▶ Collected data
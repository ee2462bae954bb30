//! Logging infrastructure using `tracing` and `tracing-subscriber`.
//!
//! Library crates only emit events; this module decides where they go.
//!
//! # Log Levels
//!
//! - `error`: Fatal command failures
//! - `warn`: Rejected edits, unreadable settings or library entries
//! - `info`: Documents and library entries written or loaded
//! - `debug`: Every committed tree mutation
//! - `trace`: Unused for now

use std::fs::OpenOptions;
use std::io::{self, Write};
use std::path::PathBuf;
use std::sync::{Arc, Mutex};

use serde::{Deserialize, Serialize};
use tracing::level_filters::LevelFilter;
use tracing_subscriber::{
    EnvFilter,
    fmt::{self, MakeWriter},
    layer::SubscriberExt,
    util::SubscriberInitExt,
};

/// Configuration for logging behavior.
#[derive(Debug, Clone)]
pub struct LogConfig {
    /// Level for this workspace's crates.
    pub level_filter: LevelFilter,
    /// Whether `RUST_LOG` may override `level_filter`.
    pub use_env_filter: bool,
    /// Whether to include timestamps in log output.
    pub with_timestamps: bool,
    /// Whether to include target (module path) in log output.
    pub with_target: bool,
    /// Whether to use ANSI colors in output.
    pub with_ansi: bool,
    pub format: LogFormat,
    /// Optional log file path. When set, logs are written to the file.
    pub log_file: Option<PathBuf>,
}

/// Log output format.
#[derive(Debug, Clone, Copy, Default, PartialEq, Eq, Serialize, Deserialize)]
#[serde(rename_all = "lowercase")]
pub enum LogFormat {
    /// Human-readable format with colors.
    #[default]
    Pretty,
    /// Compact single-line format.
    Compact,
    /// JSON format for machine parsing.
    Json,
}

impl Default for LogConfig {
    fn default() -> Self {
        Self {
            level_filter: LevelFilter::WARN,
            use_env_filter: true,
            with_timestamps: false,
            with_target: false,
            with_ansi: true,
            format: LogFormat::default(),
            log_file: None,
        }
    }
}

/// Initialize the global tracing subscriber with the given configuration.
///
/// This should be called once at application startup.
///
/// # Errors
///
/// Returns an error if the log file cannot be opened.
pub fn init_logging(config: &LogConfig) -> io::Result<()> {
    if let Some(path) = &config.log_file {
        let file = OpenOptions::new().create(true).append(true).open(path)?;
        init_logging_with_writer(config, SharedFileWriter::new(file));
    } else {
        init_logging_with_writer(config, io::stderr);
    }
    Ok(())
}

/// Initialize logging with a custom writer (useful for testing).
pub fn init_logging_with_writer<W>(config: &LogConfig, writer: W)
where
    W: for<'writer> MakeWriter<'writer> + Send + Sync + 'static,
{
    let filter = build_env_filter(config);

    // A subscriber may already be installed (tests); keep the first one.
    let installed = match config.format {
        LogFormat::Json => {
            let layer = fmt::layer()
                .json()
                .with_writer(writer)
                .with_target(config.with_target);
            tracing_subscriber::registry()
                .with(filter)
                .with(layer)
                .try_init()
        }
        LogFormat::Compact => {
            let layer = fmt::layer()
                .compact()
                .with_writer(writer)
                .with_ansi(config.with_ansi)
                .with_target(config.with_target);
            if config.with_timestamps {
                tracing_subscriber::registry()
                    .with(filter)
                    .with(layer)
                    .try_init()
            } else {
                tracing_subscriber::registry()
                    .with(filter)
                    .with(layer.without_time())
                    .try_init()
            }
        }
        LogFormat::Pretty => {
            let layer = fmt::layer()
                .with_writer(writer)
                .with_ansi(config.with_ansi)
                .with_target(config.with_target);
            if config.with_timestamps {
                tracing_subscriber::registry()
                    .with(filter)
                    .with(layer)
                    .try_init()
            } else {
                tracing_subscriber::registry()
                    .with(filter)
                    .with(layer.without_time())
                    .try_init()
            }
        }
    };
    if installed.is_err() {
        tracing::debug!("Global subscriber already set, keeping it");
    }
}

#[derive(Clone)]
struct SharedFileWriter {
    file: Arc<Mutex<std::fs::File>>,
}

impl SharedFileWriter {
    fn new(file: std::fs::File) -> Self {
        Self {
            file: Arc::new(Mutex::new(file)),
        }
    }
}

struct SharedFileGuard {
    file: Arc<Mutex<std::fs::File>>,
}

impl Write for SharedFileGuard {
    fn write(&mut self, buf: &[u8]) -> io::Result<usize> {
        let mut guard = self
            .file
            .lock()
            .map_err(|_| io::Error::other("log file lock poisoned"))?;
        guard.write(buf)
    }

    fn flush(&mut self) -> io::Result<()> {
        let mut guard = self
            .file
            .lock()
            .map_err(|_| io::Error::other("log file lock poisoned"))?;
        guard.flush()
    }
}

impl<'a> MakeWriter<'a> for SharedFileWriter {
    type Writer = SharedFileGuard;

    fn make_writer(&'a self) -> Self::Writer {
        SharedFileGuard {
            file: Arc::clone(&self.file),
        }
    }
}

/// Filter directives for the configured level, covering every workspace crate.
pub fn default_directives(level: LevelFilter) -> String {
    let level = level.to_string().to_lowercase();
    format!(
        "warn,proto_cli={level},proto_model={level},proto_persistence={level},\
         proto_props={level},proto_registry={level},proto_tree={level}"
    )
}

/// Build an `EnvFilter`, letting `RUST_LOG` win when allowed.
fn build_env_filter(config: &LogConfig) -> EnvFilter {
    let fallback = || EnvFilter::new(default_directives(config.level_filter));
    if config.use_env_filter {
        EnvFilter::try_from_default_env().unwrap_or_else(|_| fallback())
    } else {
        fallback()
    }
}

#[cfg(test)]
mod tests {
    use super::*;

    #[test]
    fn test_directives_cover_workspace_crates() {
        let directives = default_directives(LevelFilter::DEBUG);
        assert!(directives.starts_with("warn,"));
        assert!(directives.contains("proto_tree=debug"));
        assert!(directives.contains("proto_persistence=debug"));
    }

    #[test]
    fn test_log_format_reads_lowercase() {
        #[derive(Deserialize)]
        struct Wrapper {
            format: LogFormat,
        }
        let parsed: Wrapper = toml::from_str("format = \"json\"").unwrap();
        assert_eq!(parsed.format, LogFormat::Json);
    }
}
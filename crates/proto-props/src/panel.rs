//! What a property editor shows, and what a renderer receives.

use std::collections::BTreeMap;

use proto_model::{PropValue, PropertyDefinition, SemanticType};

use crate::error::{PropertyError, Result};
use crate::scope::PropertyScope;
use crate::slots::AvailableSlot;
use crate::value::validate_value;

/// One row of the property editor.
#[derive(Debug, Clone, PartialEq)]
pub struct PanelEntry<'a> {
    pub definition: &'a PropertyDefinition,
    pub value: Option<&'a PropValue>,
    /// Whether `value` was set on the instance rather than defaulted.
    pub explicit: bool,
}

/// A function property that takes a free-text action note.
#[derive(Debug, Clone, PartialEq, Eq)]
pub struct ActionEntry<'a> {
    pub prop_name: &'a str,
    pub description: Option<&'a str>,
    pub help: Option<&'a str>,
}

/// Full editor view of one instance.
#[derive(Debug, Clone, PartialEq)]
pub struct PropertyPanel<'a> {
    pub type_name: &'a str,
    pub properties: Vec<PanelEntry<'a>>,
    pub layout: Vec<PanelEntry<'a>>,
    pub actions: Vec<ActionEntry<'a>>,
    pub slots: Vec<AvailableSlot<'a>>,
}

impl<'a> PropertyScope<'a> {
    /// Build the editor view from the current property values.
    pub fn panel(&self) -> PropertyPanel<'a> {
        let entry = |definition: &'a PropertyDefinition| PanelEntry {
            definition,
            value: self.effective_value(&definition.name),
            explicit: self.instance.properties.contains_key(&definition.name),
        };
        let actions = self
            .visible_properties()
            .into_iter()
            .filter(|p| p.semantic_type == SemanticType::Function && p.accepts_action)
            .map(|p| ActionEntry {
                prop_name: &p.name,
                description: self.instance.action(&p.name),
                help: p.description.as_deref(),
            })
            .collect();
        PropertyPanel {
            type_name: &self.definition.type_name,
            properties: self.visible_properties().into_iter().map(entry).collect(),
            layout: self
                .visible_layout_properties()
                .into_iter()
                .map(entry)
                .collect(),
            actions,
            slots: self.available_slots(),
        }
    }

    /// Effective values of every declared and layout property, by name.
    ///
    /// Properties with neither an explicit value nor a default are absent.
    pub fn resolved_properties(&self) -> BTreeMap<String, PropValue> {
        self.definition
            .properties
            .iter()
            .chain(self.layout.iter())
            .filter_map(|def| {
                self.effective_value(&def.name)
                    .map(|value| (def.name.clone(), value.clone()))
            })
            .collect()
    }

    /// Validate a write of `value` to `name`, returning its definition.
    pub fn check_assignment(&self, name: &str, value: &PropValue) -> Result<&'a PropertyDefinition> {
        let definition = self.definition_of(name).ok_or_else(|| self.unknown(name))?;
        validate_value(definition, value)?;
        Ok(definition)
    }

    /// Validate that `name` may carry an action note.
    pub fn check_action(&self, name: &str) -> Result<&'a PropertyDefinition> {
        let definition = self.definition_of(name).ok_or_else(|| self.unknown(name))?;
        if definition.semantic_type != SemanticType::Function || !definition.accepts_action {
            return Err(PropertyError::NotAnAction {
                type_name: self.definition.type_name.clone(),
                property: name.to_string(),
            });
        }
        Ok(definition)
    }

    fn unknown(&self, name: &str) -> PropertyError {
        PropertyError::UnknownProperty {
            type_name: self.definition.type_name.clone(),
            property: name.to_string(),
        }
    }
}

▶ Exercise objective
Beginning at the first line above, repeat exactly until the line containing "Fatal command failures", which is included.

▶ Solution for this exercise
repository ee2462bae954bb30
//! Logging infrastructure using `tracing` and `tracing-subscriber`.
//!
//! Library crates only emit events; this module decides where they go.
//!
//! # Log Levels
//!
//! - `error`: Fatal command failures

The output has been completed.